• [TASK DETAILS]:
Return, from the listing below, every line that includes "warn".
--- RECORDS FOR THE EXERCISE Enclosed Below ---
//! The supervision driver
//!
//! One `run` call per stage: spawn the executor, drain both output streams
//! into one queue, watch for silence/overall timeouts and cancellation,
//! escalate termination, and always resolve to exactly one terminal event.

use crate::cancel::CancelFlag;
use crate::command::StageCommand;
use crate::registry::{terminate_gracefully, ActiveProcessRecord, ProcessRegistry};
use provd_errors::{Error, ExecutorError};
use provd_events::{EventSender, StageEvent, TerminalEvent};
use std::collections::VecDeque;
use std::process::Stdio;
use std::sync::{Arc, Mutex};
use std::time::{Duration, Instant};
use tokio::io::{AsyncBufReadExt, BufReader};
use tokio::process::{Child, Command};
use tokio::time::timeout;
use tracing::{debug, warn};
use uuid::Uuid;

/// How long the final drain waits for straggling output after child exit
const FINAL_DRAIN_WINDOW: Duration = Duration::from_millis(250);

/// Tunables for one supervised stage run
#[derive(Debug, Clone)]
pub struct SupervisorConfig {
    /// Silence timeout is suppressed for this long after spawn
    pub startup_grace: Duration,
    /// Terminate if no output arrives for this long (after the grace)
    pub silence_timeout: Duration,
    /// Bound on total stage duration regardless of output
    pub overall_timeout: Option<Duration>,
    /// Wait between SIGTERM and SIGKILL
    pub termination_grace: Duration,
    /// Queue wait quantum; shutdown and stall checks run at this cadence
    pub poll_interval: Duration,
    /// Diagnostic lines retained for synthetic failures
    pub tail_lines: usize,
}

impl Default for SupervisorConfig {
    fn default() -> Self {
        Self {
            startup_grace: Duration::from_secs(120),
            silence_timeout: Duration::from_secs(1800),
            overall_timeout: None,
            termination_grace: Duration::from_secs(5),
            poll_interval: Duration::from_secs(1),
            tail_lines: 50,
        }
    }
}

/// Why the stage stopped
#[derive(Debug, Clone, Copy, PartialEq, Eq)]
pub enum TerminationKind {
    /// The child ran to completion on its own
    Completed,
    SilenceTimeout,
    OverallTimeout,
    Cancelled,
}

/// Result of one supervised stage run
#[derive(Debug, Clone)]
pub struct StageOutcome {
    /// The single terminal event (child-produced or synthetic)
    pub terminal: TerminalEvent,
    pub termination: TerminationKind,
    /// Child exit code, if it exited normally
    pub exit_status: Option<i32>,
}

impl StageOutcome {
    #[must_use]
    pub fn is_cancelled(&self) -> bool {
        self.termination == TerminationKind::Cancelled
    }
}

/// Runs stage executors as supervised child processes
#[derive(Debug, Clone)]
pub struct Supervisor {
    registry: Arc<ProcessRegistry>,
}

impl Supervisor {
    #[must_use]
    pub fn new(registry: Arc<ProcessRegistry>) -> Self {
        Self { registry }
    }

    #[must_use]
    pub fn registry(&self) -> &Arc<ProcessRegistry> {
        &self.registry
    }

    /// Run one stage executor to its terminal event
    ///
    /// Progress and diagnostic events are forwarded to `events` (tagged
    /// with the stage) as they arrive; the terminal event is returned in
    /// the outcome rather than forwarded, so the caller decides how it is
    /// surfaced. If `events` closes mid-run the stage is cancelled, since a
    /// dropped consumer means the client is gone.
    ///
    /// # Errors
    /// Returns an error only if the executor cannot be spawned; everything
    /// after spawn resolves to a terminal event instead.
    pub async fn run(
        &self,
        request_id: Uuid,
        command: &StageCommand,
        config: &SupervisorConfig,
        events: &EventSender,
        cancel: &CancelFlag,
    ) -> Result<StageOutcome, Error> {
        let mut child = Command::new(&command.program)
            .args(&command.args)
            .stdin(Stdio::null())
            .stdout(Stdio::piped())
            .stderr(Stdio::piped())
            .kill_on_drop(true)
            .spawn()
            .map_err(|e| ExecutorError::SpawnFailed {
                program: command.program.display().to_string(),
                message: e.to_string(),
            })?;

        let process_id = Uuid::new_v4();
        if let Some(pid) = child.id() {
            #[allow(clippy::cast_possible_wrap)]
            self.registry.register(ActiveProcessRecord {
                process_id,
                request_id,
                stage: command.kind,
                pid: pid as i32,
                started_at: Instant::now(),
            });
        }

        debug!(
            request = %request_id,
            stage = %command.kind,
            program = %command.program.display(),
            "stage executor started"
        );

        let outcome = drive(&mut child, command, config, events, cancel).await;
        self.registry.deregister(process_id);
        outcome
    }
}

/// Drive a spawned child to its outcome
async fn drive(
    child: &mut Child,
    command: &StageCommand,
    config: &SupervisorConfig,
    events: &EventSender,
    cancel: &CancelFlag,
) -> Result<StageOutcome, Error> {
    let stdout = child
        .stdout
        .take()
        .ok_or_else(|| Error::internal("child stdout not captured"))?;
    let stderr = child
        .stderr
        .take()
        .ok_or_else(|| Error::internal("child stderr not captured"))?;

    let tail = Arc::new(Mutex::new(VecDeque::new()));
    let (queue_tx, mut queue_rx) = provd_events::channel();

    // stdout: structured records; anything unparseable becomes diagnostic
    let stdout_tail = Arc::clone(&tail);
    let stdout_tx = queue_tx.clone();
    let tail_lines = config.tail_lines;
    tokio::spawn(async move {
        let mut lines = BufReader::new(stdout).lines();
        while let Ok(Some(line)) = lines.next_line().await {
            let event = match StageEvent::parse_line(&line) {
                Some(event) => event,
                None => {
                    if line.trim().is_empty() {
                        continue;
                    }
                    push_tail(&stdout_tail, tail_lines, &line);
                    StageEvent::diagnostic(line)
                }
            };
            if stdout_tx.send(event).await.is_err() {
                break;
            }
        }
    });

    // stderr: free-form diagnostics, all captured in the tail
    let stderr_tail = Arc::clone(&tail);
    let stderr_tx = queue_tx;
    tokio::spawn(async move {
        let mut lines = BufReader::new(stderr).lines();
        while let Ok(Some(line)) = lines.next_line().await {
            if line.trim().is_empty() {
                continue;
            }
            push_tail(&stderr_tail, tail_lines, &line);
            if stderr_tx.send(StageEvent::diagnostic(line)).await.is_err() {
                break;
            }
        }
    });

    let started = Instant::now();
    let mut last_output = Instant::now();
    let mut terminal: Option<TerminalEvent> = None;
    let mut termination = TerminationKind::Completed;

    // The stop conditions are re-checked on every pass, so a chatty child
    // that keeps the queue busy cannot outrun cancellation or a deadline.
    loop {
        if cancel.is_cancelled() {
            termination = TerminationKind::Cancelled;
            break;
        }
        let elapsed = started.elapsed();
        if let Some(overall) = config.overall_timeout {
            if elapsed > overall {
                termination = TerminationKind::OverallTimeout;
                break;
            }
        }
        if elapsed > config.startup_grace && last_output.elapsed() > config.silence_timeout {
            termination = TerminationKind::SilenceTimeout;
            break;
        }

        match timeout(config.poll_interval, queue_rx.recv()).await {
            Ok(Some(event)) => {
                last_output = Instant::now();
                if let StageEvent::Terminal(t) = event {
                    terminal = Some(t);
                } else if events.send(event.with_stage(command.kind)).await.is_err() {
                    // Consumer gone: the client disconnected. Not an error;
                    // the check at the top of the loop breaks out next pass.
                    cancel.cancel();
                }
            }
            Ok(None) => break, // both streams closed; child is exiting
            Err(_) => {}
        }
    }

    if termination != TerminationKind::Completed {
        terminate(child, config.termination_grace).await;
    }

    let exit_status = match timeout(config.termination_grace, child.wait()).await {
        Ok(Ok(status)) => status.code(),
        Ok(Err(e)) => {
            warn!(stage = %command.kind, "failed to reap stage executor: {e}");
            None
        }
        Err(_) => {
            // Streams closed but the child lingers; force it down
            let _ = child.start_kill();
            match child.wait().await {
                Ok(status) => status.code(),
                Err(_) => None,
            }
        }
    };

    // Drain whatever final output made it into the queue before exit
    loop {
        match timeout(FINAL_DRAIN_WINDOW, queue_rx.recv()).await {
            Ok(Some(StageEvent::Terminal(t))) => terminal = Some(t),
            Ok(Some(event)) => {
                let _ = events.send(event.with_stage(command.kind)).await;
            }
            Ok(None) | Err(_) => break,
        }
    }

    let terminal = resolve_terminal(terminal, termination, exit_status, config, &tail);

    debug!(
        stage = %command.kind,
        success = terminal.success,
        ?termination,
        exit_status,
        "stage executor finished"
    );

    Ok(StageOutcome {
        terminal,
        termination,
        exit_status,
    })
}

/// The exactly-one-terminal guarantee
///
/// Whatever happened above, this function returns a terminal event: the
/// child's own if it completed normally, a synthetic failure otherwise.
fn resolve_terminal(
    terminal: Option<TerminalEvent>,
    termination: TerminationKind,
    exit_status: Option<i32>,
    config: &SupervisorConfig,
    tail: &Arc<Mutex<VecDeque<String>>>,
) -> TerminalEvent {
    let tail_text = || {
        let tail = tail.lock().map(|t| t.iter().cloned().collect::<Vec<_>>());
        match tail {
            Ok(lines) if !lines.is_empty() => Some(lines.join("\n")),
            _ => None,
        }
    };

    let with_tail = |terminal: TerminalEvent| match tail_text() {
        Some(text) => terminal.with_debug_info(text),
        None => terminal,
    };

    match termination {
        TerminationKind::Completed => match terminal {
            Some(t) => t,
            None => {
                let status = exit_status.unwrap_or(-1);
                with_tail(TerminalEvent::failure(
                    ExecutorError::NoTerminalRecord { status }.to_string(),
                ))
            }
        },
        TerminationKind::SilenceTimeout => with_tail(TerminalEvent::failure(
            ExecutorError::SilenceTimeout {
                seconds: config.silence_timeout.as_secs(),
            }
            .to_string(),
        )),
        TerminationKind::OverallTimeout => with_tail(TerminalEvent::failure(
            ExecutorError::OverallTimeout {
                seconds: config.overall_timeout.unwrap_or_default().as_secs(),
            }
            .to_string(),
        )),
        TerminationKind::Cancelled => TerminalEvent::failure(ExecutorError::Cancelled.to_string()),
    }
}

/// Graceful termination with bounded escalation to SIGKILL
async fn terminate(child: &mut Child, grace: Duration) {
    if let Some(pid) = child.id() {
        #[allow(clippy::cast_possible_wrap)]
        terminate_gracefully(pid as i32);
    } else {
        return; // already exited
    }

    if timeout(grace, child.wait()).await.is_err() {
        let _ = child.start_kill();
    }
}

fn push_tail(tail: &Arc<Mutex<VecDeque<String>>>, limit: usize, line: &str) {
    if let Ok(mut tail) = tail.lock() {
        if tail.len() == limit {
            tail.pop_front();
        }
        tail.push_back(line.to_string());
    }
}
--- End of Enclosed RECORDS FOR THE EXERCISE ---
• [RESULT]:
use tracing::{debug, warn};
            warn!(stage = %command.kind, "failed to reap stage executor: {e}");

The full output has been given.